I am from Maui, Hawaii. I was an active 15-year-old in high school when my knee started causing me extreme pain. I had a series of x-rays and blood tests done on Maui and had to be sent to Oahu for a biopsy on my left knee. I found out afterwards on July 4, 1987, that I had osteosarcoma. I started chemotherapy treatments at a hospital here on Oahu. I had a choice of amputation or a surgery that would give me a metal rod with no use of my knee, if I stayed in Hawaii for my health care.
Stories of progress, inspiration, and information in overcoming osteosarcoma.
Airin Loran’s Osteosarcoma Journey
My Treatment Journey
My stepdad made a phone call to his college friend from New Jersey who had connections in New York. I was miraculously seen at Sloan Kettering Memorial Cancer Center in New York City for a limb salvage surgery to save my leg from a total amputation. I also had chemotherapy treatments before and after this life-saving surgery. I had to learn how to walk all over again, having about half of my muscles and an internal plastic, metal, and titanium leg. It was months and months of chemotherapy, blood transfusions, port surgery and lots of hospital stays.

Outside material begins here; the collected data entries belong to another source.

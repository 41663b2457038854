//! Filesystem utilities.

use std::fs;
use std::io;
use std::path::Path;

use tempfile::NamedTempFile;

use crate::error::{Error, Result};

fn output_error(path: &Path, source: io::Error) -> Error {
    Error::OutputWrite {
        path: path.to_path_buf(),
        source,
    }
}

/// Create a temporary file next to `dest`, creating parent directories if
/// needed. The file is deleted when dropped unless [`persist`]ed.
///
/// The file takes the permissions of an existing `dest`, or `0o644` (subject
/// to the umask) for a new one.
pub fn staging_file(dest: &Path) -> Result<NamedTempFile> {
    let dir = match dest.parent() {
        Some(parent) if !parent.as_os_str().is_empty() => parent,
        _ => Path::new("."),
    };

    fs::create_dir_all(dir).map_err(|e| output_error(dest, e))?;

    let mut builder = tempfile::Builder::new();
    if let Some(permissions) = output_permissions(dest) {
        builder.permissions(permissions);
    }
    builder.tempfile_in(dir).map_err(|e| output_error(dest, e))
}

#[cfg(unix)]
fn output_permissions(dest: &Path) -> Option<fs::Permissions> {
    use std::os::unix::fs::PermissionsExt;

    match fs::metadata(dest) {
        Ok(meta) => Some(meta.permissions()),
        Err(_) => Some(fs::Permissions::from_mode(0o644)),
    }
}

#[cfg(not(unix))]
fn output_permissions(_dest: &Path) -> Option<fs::Permissions> {
    None
}

/// Move a finished staging file over `dest`, replacing any existing file.
pub fn persist(staged: NamedTempFile, dest: &Path) -> Result<()> {
    staged
        .persist(dest)
        .map(|_| ())
        .map_err(|e| output_error(dest, e.error))
}

/// Read a file, returning `None` if it does not exist.
pub fn read_if_exists(path: &Path) -> io::Result<Option<Vec<u8>>> {
    match fs::read(path) {
        Ok(bytes) => Ok(Some(bytes)),
        Err(e) if e.kind() == io::ErrorKind::NotFound => Ok(None),
        Err(e) => Err(e),
    }
}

The osteosarcoma metastasized to my left lung in 1990 at age 18. Thank God, I caught it early during a routine chest x-ray. No more chemotherapy was needed. Instead, I had a major lung surgery to remove the small tumor. I have had two knee joint revision surgeries in 1996 and 2006 repairing my worn-out knee parts. I’ve been in remission from osteosarcoma since 1990. However, the chronic pain, anxiety, and aftermath of cancer is with me always. I pray for more funding towards newer treatments for osteosarcoma.
My Life Today
Today, I am a mother of two grown kids aged 31 and 28, who are my miracles. And through them, I have five adorable grandchildren. I am extremely blessed and know how fragile life can be.
I would advise other cancer patients to think positively and take each day as a gift. Be confident in your oncologist and treatment options. Remember that you are not alone. Seek out support groups, spend time around those who are positive and supportive, and let people help you and your family. Write a journal. Don’t let the fear and anxiety get the best of you. We are warriors, so always carry that courageous attitude with you.
I honor my past experience with cancer and have had more positive experiences than negative ones. I am truly grateful for my experience and journey through life. I have been through more than most will ever know and came out of it with strength and grace. I share my story freely when I feel that someone needs hope or wants to hear how I have survived against all odds. Aloha from Hawaii.